“Toilets in modern water closets rise up from the floor like water lilies. The architect does all he can to make the body forget how paltry it is, and to make man ignore what happens to his intestinal wastes after the water from the tank flushes them down the drain. Even though the sewer pipelines reach far into our houses with their tentacles, they are carefully hidden from view, and we are happily ignorant of the invisible Venice of shit underlying our bathrooms, bedrooms, dance halls, and parliaments” – Tereza in The Unbearable Lightness of Being (1984) by Milan Kundera (b. 1929)
Sydney Shen is an artist of countless obsessions. Scents, video games, torture devices, gore movies, necropastoral literature, history of epidemics, conceptions of the purgatory, are amongst some of the subjects she manipulates and fields she evolves within; through a practice that comes across as both opulent and deadly: a lethal parade.
Her latest project, Every Good Boy Does Fine, introduces in Sophie Tappeiner’s spaces an odd display of objects: there, you will mostly find antique wooden children’s training potties (which strangely look like torture instruments), a mechanical animal restraint device (for rabbits and the likes), as well as the foam form of a black bear meant to be used by taxidermists, cut in half, in the position of an odalisque (which could as well be a humanoid demon, if you ask me). That’s in the main space. If you pass the central wall to reach the gallery’s desk space, you will encounter a few more elements: the skeleton of a rabbit popping out of a see-through magician’s hat, and a few nameplates. The latter actually contaminate all of the components of the show: from the sculptures on plinth to the gallery’s desk (“Regulator of the Ultimate Void”). Some even adorn the gallerist and her assistant, and a whole series of them are presented on a wooden mount.
Impudent labels, recalling an utterly bureaucratic world where titles and rewards are everything, they are also playing against their own functions. Where they should help naming, defining and locate, they are, most often than not, tricking you (and me). It would be easy to start listing their different sources and genres: mnemotechnic phrases (like “Please Excuse My Dear Aunt Sally”), logic problems (such as “Every Farmer Who Owns a Donkey Beats It”), or meme excerpts (refer to “5000 Years of Civilization Reborn”). Some others employ the NATO phonetic alphabet (“Hotel Echo Romeo Oscar”) and the ones in the gallery space’s desk area are borrowed from Asian mythological or proto-mythological origins: the one on the desk to the title of a 14th century Chinese story of the same name (“The Regulator of the Ultimate Void”) and the gathering of nameplates to the different types of torture once can experience at different levels of the Buddhist hell (the access to which is a bureaucratic nightmare in the first place).
However, the master stroke of the artist is not so much to be found in the allocation of the plaques to objects, but much more in their gathering, which ultimately creates a linguistic vertigo: it’s the paroxysmal use of the nonsensical.

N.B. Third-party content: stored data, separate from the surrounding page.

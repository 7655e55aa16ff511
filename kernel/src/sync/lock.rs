// =============================================================================
// SimOS — Blocking Mutual-Exclusion Lock
// =============================================================================
//
// A lock is a binary semaphore that remembers who holds it. Only the holder
// may release it, and the condition variable uses the holder check to catch
// waits without the lock.
//
// Unlike `SpinLock`, a thread that finds the lock taken goes to sleep, so a
// `Lock` may be held across operations that themselves block.
//
// =============================================================================

use core::sync::atomic::{AtomicU64, Ordering};

use crate::sync::semaphore::Semaphore;
use crate::task::thread::KThread;

/// Holder id meaning "free".
const NO_HOLDER: u64 = 0;

/// A sleeping mutual-exclusion lock with owner tracking.
pub struct Lock {
    name: String,
    sem: Semaphore,
    holder: AtomicU64,
}

impl Lock {
    pub fn new(name: &str) -> Self {
        Self {
            name: String::from(name),
            sem: Semaphore::new(name, 1),
            holder: AtomicU64::new(NO_HOLDER),
        }
    }

    pub fn name(&self) -> &str {
        &self.name
    }

    /// Block until the lock is free, then take it.
    ///
    /// Not re-entrant: a holder that acquires again sleeps forever.
    pub fn acquire(&self) {
        let current = KThread::current();
        self.sem.p();
        self.holder.store(current.id(), Ordering::Release);
    }

    /// Release the lock. Panics unless the caller holds it.
    pub fn release(&self) {
        let current = KThread::current();
        assert!(
            self.is_held_by(current.id()),
            "lock '{}' released by tid {}, which does not hold it",
            self.name,
            current.id()
        );
        self.holder.store(NO_HOLDER, Ordering::Release);
        self.sem.v();
    }

    /// Does the calling thread hold the lock?
    pub fn is_held_by_current_thread(&self) -> bool {
        self.is_held_by(KThread::current().id())
    }

    fn is_held_by(&self, tid: u64) -> bool {
        self.holder.load(Ordering::Acquire) == tid
    }

    /// Run `f` with the lock held.
    pub fn with<R>(&self, f: impl FnOnce() -> R) -> R {
        self.acquire();
        let result = f();
        self.release();
        result
    }
}

impl core::fmt::Debug for Lock {
    fn fmt(&self, f: &mut core::fmt::Formatter<'_>) -> core::fmt::Result {
        f.debug_struct("Lock")
            .field("name", &self.name)
            .field("holder", &self.holder.load(Ordering::Relaxed))
            .finish()
    }
}

#[cfg(test)]
mod tests {
    use super::*;
    use std::sync::Arc;
    use std::sync::atomic::AtomicUsize;

    #[test]
    fn holder_is_tracked() {
        let lock = Lock::new("l");
        assert!(!lock.is_held_by_current_thread());
        lock.acquire();
        assert!(lock.is_held_by_current_thread());
        lock.release();
        assert!(!lock.is_held_by_current_thread());
    }

    #[test]
    #[should_panic(expected = "does not hold it")]
    fn release_by_non_holder_panics() {
        let lock = Lock::new("l");
        lock.release();
    }

    #[test]
    fn release_from_another_thread_is_rejected() {
        let lock = Arc::new(Lock::new("l"));
        lock.acquire();
        let l = Arc::clone(&lock);
        let result = KThread::new("intruder").fork(move || l.release()).join();
        assert!(result.is_err());
        assert!(lock.is_held_by_current_thread());
        lock.release();
    }

    #[test]
    fn critical_sections_do_not_overlap() {
        let lock = Arc::new(Lock::new("l"));
        let inside = Arc::new(AtomicUsize::new(0));
        let total = Arc::new(AtomicUsize::new(0));

        let handles: Vec<_> = (0..4)
            .map(|i| {
                let (l, inside, total) = (Arc::clone(&lock), Arc::clone(&inside), Arc::clone(&total));
                KThread::new(&format!("worker-{}", i)).fork(move || {
                    for _ in 0..50 {
                        l.with(|| {
                            assert_eq!(inside.fetch_add(1, Ordering::SeqCst), 0);
                            std::thread::yield_now();
                            total.fetch_add(1, Ordering::SeqCst);
                            inside.fetch_sub(1, Ordering::SeqCst);
                        });
                    }
                })
            })
            .collect();
        for h in handles {
            h.join().unwrap();
        }
        assert_eq!(total.load(Ordering::SeqCst), 200);
    }
}
use std::time::Duration;

use async_trait::async_trait;
use reqwest::Client;
use serde_json::Value;
use tracing::debug;

use crate::catalog::errors::FetchError;

/// One GET against the catalog service, returning the decoded JSON body.
///
/// Implementations classify failures into [`FetchError`] kinds; retrying is
/// the caller's job.
#[async_trait]
pub trait CatalogTransport: Send + Sync {
    async fn get_json(&self, path: &str, query: &[(&str, String)]) -> Result<Value, FetchError>;
}

/// Credentials attached to every catalog request.
#[derive(Clone, Default)]
pub enum CatalogAuth {
    /// Authentication is handled outside this process (e.g. a negotiating proxy).
    #[default]
    Delegated,
    Bearer(String),
}

impl std::fmt::Debug for CatalogAuth {
    fn fmt(&self, f: &mut std::fmt::Formatter<'_>) -> std::fmt::Result {
        match self {
            CatalogAuth::Delegated => write!(f, "Delegated"),
            CatalogAuth::Bearer(_) => write!(f, "Bearer(<redacted>)"),
        }
    }
}

/// reqwest-backed transport. The client and credentials are injected so the
/// caller controls proxies, TLS, and timeouts.
#[derive(Clone)]
pub struct HttpCatalogTransport {
    client: Client,
    base_url: String,
    auth: CatalogAuth,
}

impl HttpCatalogTransport {
    pub fn new(client: Client, base_url: impl Into<String>, auth: CatalogAuth) -> Self {
        Self {
            client,
            base_url: base_url.into().trim_end_matches('/').to_string(),
            auth,
        }
    }

    /// Builds the default client used by the server binary.
    pub fn default_client() -> Result<Client, reqwest::Error> {
        Client::builder().timeout(Duration::from_secs(60)).build()
    }
}

#[async_trait]
impl CatalogTransport for HttpCatalogTransport {
    async fn get_json(&self, path: &str, query: &[(&str, String)]) -> Result<Value, FetchError> {
        let url = format!("{}/{}", self.base_url, path.trim_start_matches('/'));
        debug!("GET {url} {query:?}");

        let mut request = self
            .client
            .get(&url)
            .header("content-type", "application/json")
            .query(query);
        if let CatalogAuth::Bearer(token) = &self.auth {
            request = request.bearer_auth(token);
        }

        let response = request.send().await?;
        let status = response.status();
        let body = if status.is_success() {
            response.text().await?
        } else {
            let body = response.text().await.unwrap_or_default();
            if let Some(err) = FetchError::from_status(status.as_u16(), &body) {
                return Err(err);
            }
            body
        };

        serde_json::from_str(&body)
            .map_err(|e| FetchError::Malformed(format!("response is not JSON: {e}")))
    }
}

Wittgenstein would be proud. By giving up on the logic of language as we usually use it, Sydney Shen creates voids in language, which renders its use obsolete. Funny enough, these voids are also physically manifested by the objects in the shows: the toilet devices, the absent top half of the bear form, the fleshless rabbit which could have as well been the victim of the restraint mechanism: all hint at the absent and the void (which, in Chinese, also means fiction), as the outcome of punishment. The plinths themselves, on which the potties sit, are also agents of voids, although full (the multitude suggested by the corn suggests disappearance; and the entry door to one of the plinths, at its bottom, suggest that there are ways to get inside… to find what?).
You might now ask why this Milan Kundera quote as an opening to this piece? The reference feels both obvious and extremely estranged to the exhibition. However, is it not the first time Sydney Shen employs toilets-related appliances in her exhibitions (cf. Urinal / Urine Sample Reed Diffuser Set, 2017 for “Four Thieves Vinegar” at Springsteen Gallery in 2017 or Midnight Game, 2017 for “What’s Worse Than The Void is Matter” at Motel in 2017 as well as her video game Master’s Chambers, produced in 2016 for her solo exhibition of the same name at Interstate Projects). These out-of-date toilets seem to refer to two things to me (which lead to more): a technological history of ablutions as well as a metaphysical narrative of the concept of void in relation to visibility (of body fluids and excrements). Ultimately, in the context of Sydney Shen’s exhibition, it makes me ask: is discipline a form of torture? Is learning how to shit one of the terrestrial torture of hell? Here Kundera starts to make sense. It also does, quickly, recall a specific urinal whose inscription “R.Mutt 1917” wasn’t on a nameplate. How do you (a)void that?